More specifically, the art of producing a copper foil according to Japanese Patent Application Publication Gazette No. Hei 3-1391 (or 1391/1991) is intended to form a highly pore free ultra-thin copper foil having an adhesive nodularized outer surface. Since a layer having the nodules is formed on an electroplated metal, however, there is provided at least one zone having a current density greater than the limiting current density in an electrolytic cell. This current density zone is formed by a processing anode provided via a gap or an insulating material completely separated from a primary anode and is provided at the outlet or inlet and the outlet of an electrolytic cell.
In the art of producing a copper foil according to Japanese Patent Application Publication Gazette No. Hei 3-1391 (or 1391/1991), however, the copper foil has been so arranged that the first anode is placed in the electrolytic cell and is set lower than the liquid level therein but the process anode is not located in a position opposite to the electrodeposition starting zone of the cathode surface, that is, opposite to the cathode surface in the vicinity of a surface of an electrolyte. The current density is lower than that in the cathode surface situated opposite to the first anode and a sufficiently high current density is not obtainable there. Therefore, the copper foil obtained are such that a number of nucleuses are not formable initially and satisfactorily. As a result, the aforementioned art has not succeeded in solving problems to be solved by this invention intended to provide a copper foil substantially free from curls and pinholes.

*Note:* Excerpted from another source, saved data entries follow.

//! Collectors that gather scored hits in rank order.
//!
//! Hits are ordered by descending score. Equal scores keep their input
//! order, so the same input always yields the same ranking.

use std::cmp::Ordering;
use std::collections::BinaryHeap;
use std::fmt::Debug;

/// A scored candidate, identified by its position in the input.
#[derive(Debug, Clone, Copy, PartialEq)]
pub struct RankedHit {
    /// Index of the candidate in the ranked input.
    pub position: usize,
    pub score: f64,
}

impl RankedHit {
    pub fn new(position: usize, score: f64) -> Self {
        RankedHit { position, score }
    }

    /// Rank order: higher score first, then lower position.
    fn rank_cmp(&self, other: &Self) -> Ordering {
        other
            .score
            .total_cmp(&self.score)
            .then_with(|| self.position.cmp(&other.position))
    }
}

/// Trait for collecting ranked hits.
pub trait Collector: Send + Debug {
    /// Collect one scored candidate.
    fn collect(&mut self, position: usize, score: f64);

    /// The collected hits in rank order.
    fn results(&self) -> Vec<RankedHit>;

    /// Number of candidates offered to the collector.
    fn total_hits(&self) -> usize;

    /// Reset the collector for a new ranking.
    fn reset(&mut self);
}

/// A collector that keeps every hit.
#[derive(Debug, Default)]
pub struct AllHitsCollector {
    hits: Vec<RankedHit>,
}

impl AllHitsCollector {
    pub fn new() -> Self {
        Self::default()
    }

    pub fn with_capacity(capacity: usize) -> Self {
        AllHitsCollector {
            hits: Vec::with_capacity(capacity),
        }
    }
}

impl Collector for AllHitsCollector {
    fn collect(&mut self, position: usize, score: f64) {
        self.hits.push(RankedHit::new(position, score));
    }

    fn results(&self) -> Vec<RankedHit> {
        let mut results = self.hits.clone();
        results.sort_by(RankedHit::rank_cmp);
        results
    }

    fn total_hits(&self) -> usize {
        self.hits.len()
    }

    fn reset(&mut self) {
        self.hits.clear();
    }
}

/// A collector that keeps the top N hits.
#[derive(Debug)]
pub struct TopHitsCollector {
    /// Maximum number of hits to keep.
    max_hits: usize,
    /// Kept hits, worst on top.
    hits: BinaryHeap<HeapEntry>,
    /// Total number of candidates offered.
    total_hits: usize,
}

/// Heap wrapper ordering the worst hit highest.
#[derive(Debug, Clone, Copy)]
struct HeapEntry(RankedHit);

impl PartialEq for HeapEntry {
    fn eq(&self, other: &Self) -> bool {
        self.cmp(other) == Ordering::Equal
    }
}

impl Eq for HeapEntry {}

impl PartialOrd for HeapEntry {
    fn partial_cmp(&self, other: &Self) -> Option<Ordering> {
        Some(self.cmp(other))
    }
}

impl Ord for HeapEntry {
    fn cmp(&self, other: &Self) -> Ordering {
        self.0.rank_cmp(&other.0)
    }
}

impl TopHitsCollector {
    pub fn new(max_hits: usize) -> Self {
        TopHitsCollector {
            max_hits,
            hits: BinaryHeap::with_capacity(max_hits.saturating_add(1).min(1024)),
            total_hits: 0,
        }
    }

    pub fn max_hits(&self) -> usize {
        self.max_hits
    }

    /// Check if this collector still accepts any hit.
    pub fn needs_more(&self) -> bool {
        self.hits.len() < self.max_hits
    }
}

impl Collector for TopHitsCollector {
    fn collect(&mut self, position: usize, score: f64) {
        self.total_hits += 1;
        if self.max_hits == 0 {
            return;
        }

        let entry = HeapEntry(RankedHit::new(position, score));
        if self.needs_more() {
            self.hits.push(entry);
        } else if let Some(worst) = self.hits.peek() {
            // Replace the worst hit only if the new one ranks before it.
            if entry < *worst {
                self.hits.pop();
                self.hits.push(entry);
            }
        }
    }

    fn results(&self) -> Vec<RankedHit> {
        let mut results: Vec<RankedHit> = self.hits.iter().map(|entry| entry.0).collect();
        results.sort_by(RankedHit::rank_cmp);
        results
    }

    fn total_hits(&self) -> usize {
        self.total_hits
    }

    fn reset(&mut self) {
        self.hits.clear();
        self.total_hits = 0;
    }
}

#[cfg(test)]
mod tests {
    use super::*;

    fn positions(hits: &[RankedHit]) -> Vec<usize> {
        hits.iter().map(|hit| hit.position).collect()
    }

    #[test]
    fn test_all_hits_sorted() {
        let mut collector = AllHitsCollector::new();
        collector.collect(0, 0.2);
        collector.collect(1, 0.9);
        collector.collect(2, 0.5);

        assert_eq!(positions(&collector.results()), vec![1, 2, 0]);
        assert_eq!(collector.total_hits(), 3);
    }

    #[test]
    fn test_all_hits_ties_keep_input_order() {
        let mut collector = AllHitsCollector::with_capacity(4);
        collector.collect(0, 0.5);
        collector.collect(1, 0.7);
        collector.collect(2, 0.5);
        collector.collect(3, 0.5);

        assert_eq!(positions(&collector.results()), vec![1, 0, 2, 3]);
    }

    #[test]
    fn test_top_hits() {
        let mut collector = TopHitsCollector::new(2);
        collector.collect(0, 0.1);
        collector.collect(1, 0.8);
        collector.collect(2, 0.3);
        collector.collect(3, 0.9);

        let results = collector.results();
        assert_eq!(positions(&results), vec![3, 1]);
        assert_eq!(results[0].score, 0.9);
        assert_eq!(collector.total_hits(), 4);
        assert!(!collector.needs_more());
    }

    #[test]
    fn test_top_hits_ties_keep_earliest() {
        let mut collector = TopHitsCollector::new(2);
        for position in 0..5 {
            collector.collect(position, 1.0);
        }
        assert_eq!(positions(&collector.results()), vec![0, 1]);
    }

    #[test]
    fn test_top_hits_zero_scores_are_kept() {
        let mut collector = TopHitsCollector::new(3);
        collector.collect(0, 0.0);
        collector.collect(1, 0.0);
        assert_eq!(positions(&collector.results()), vec![0, 1]);
        assert!(collector.needs_more());
    }

    #[test]
    fn test_top_hits_zero_capacity() {
        let mut collector = TopHitsCollector::new(0);
        collector.collect(0, 1.0);
        assert!(collector.results().is_empty());
        assert_eq!(collector.total_hits(), 1);
    }

    #[test]
    fn test_reset() {
        let mut collector = TopHitsCollector::new(2);
        collector.collect(0, 1.0);
        collector.reset();
        assert!(collector.results().is_empty());
        assert_eq!(collector.total_hits(), 0);
    }
}
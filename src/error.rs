//! Error types for the Curio library.
//!
//! Scoring and ranking never fail. Errors only arise at the edges of the
//! crate: building analysis components with invalid parameters, loading
//! configuration, catalogs or data files, and validating CLI arguments.
//! All of them are represented by the [`CurioError`] enum.
//!
//! ```
//! use curio::error::{CurioError, Result};
//!
//! fn page_size(value: usize) -> Result<usize> {
//!     if value == 0 {
//!         return Err(CurioError::invalid_argument("page size must be positive"));
//!     }
//!     Ok(value)
//! }
//!
//! assert_eq!(
//!     page_size(0).unwrap_err().to_string(),
//!     "Invalid argument: page size must be positive"
//! );
//! ```

use std::io;

use thiserror::Error;

/// The main error type for Curio operations.
#[derive(Error, Debug)]
pub enum CurioError {
    /// I/O errors (reading data, config or catalog files)
    #[error("I/O error: {0}")]
    Io(#[from] io::Error),

    /// Analysis-related errors (invalid tokenizer or filter parameters)
    #[error("Analysis error: {0}")]
    Analysis(String),

    /// Configuration errors
    #[error("Config error: {0}")]
    Config(String),

    /// Data-related errors (malformed artifact rows or catalogs)
    #[error("Data error: {0}")]
    Data(String),

    /// Invalid argument
    #[error("Invalid argument: {0}")]
    InvalidArgument(String),

    /// A referenced item does not exist
    #[error("Not found: {0}")]
    NotFound(String),

    /// JSON serialization/deserialization errors
    #[error("JSON error: {0}")]
    Json(#[from] serde_json::Error),
}

/// Result type alias for operations that may fail with CurioError.
pub type Result<T> = std::result::Result<T, CurioError>;

impl CurioError {
    /// Create a new analysis error.
    pub fn analysis<S: Into<String>>(msg: S) -> Self {
        CurioError::Analysis(msg.into())
    }

    /// Create a new configuration error.
    pub fn config<S: Into<String>>(msg: S) -> Self {
        CurioError::Config(msg.into())
    }

    /// Create a new data error.
    pub fn data<S: Into<String>>(msg: S) -> Self {
        CurioError::Data(msg.into())
    }

    /// Create a new invalid argument error.
    pub fn invalid_argument<S: Into<String>>(msg: S) -> Self {
        CurioError::InvalidArgument(msg.into())
    }

    /// Create a new not found error.
    pub fn not_found<S: Into<String>>(msg: S) -> Self {
        CurioError::NotFound(msg.into())
    }
}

The art disclosed in Japanese Patent Application Laid-Open Gazette No. Hei 1-198495 (or 198495/1989) is intended to carry out electrolysis with an electrolyte not containing gas at the initial and final stages of electrodeposition in order to obtain a pore-free copper foil by discharging the spent electrolyte containing a large quantity of gas generated by the electrolysis from a submerged liquid outlet provided in the upper portion of an electrolytic cell. Since the anode is placed under the liquid level even in this case, the art disclosed therein, like Japanese Patent Application Publication Gazette No. Hei 3-1391 (or 1391/1991), has not also succeeded in solving problems to be solved by this invention.
The copper foil produced by the aforementioned prior art methods has internal strain and pinholes to varying degrees and the aforementioned prior art aimed at solving these problems still fails to attain its object.
There has been a recent tendency to make a copper foil thinner for use in printed wiring boards and has been developed a demand for a copper foil free from internal distortion and pinholes. The internal distortion of a copper foil in particular develops as a curl phenomenon, which is recognized from the fact that the edges portion of a copper foil turns up when it is placed on a flat table, for example. The number of pinholes and curls of a copper foil for printed wiring boards tends to increase as its thickness is decreased and this has posed a serious problem as the demand for a thinner copper foil is increased.
When copper foil lamination is automatically conducted by means of robots, curls of the copper foil produced by the prior art methods tend to make the robot commit an error in handling the copper foil for printed wiring boards, that is, make the robot fail to take hold of it; the problem is that the production of printed wiring boards is not smoothly carried out. Therefore, a copper foil substantially free from curls has been desired.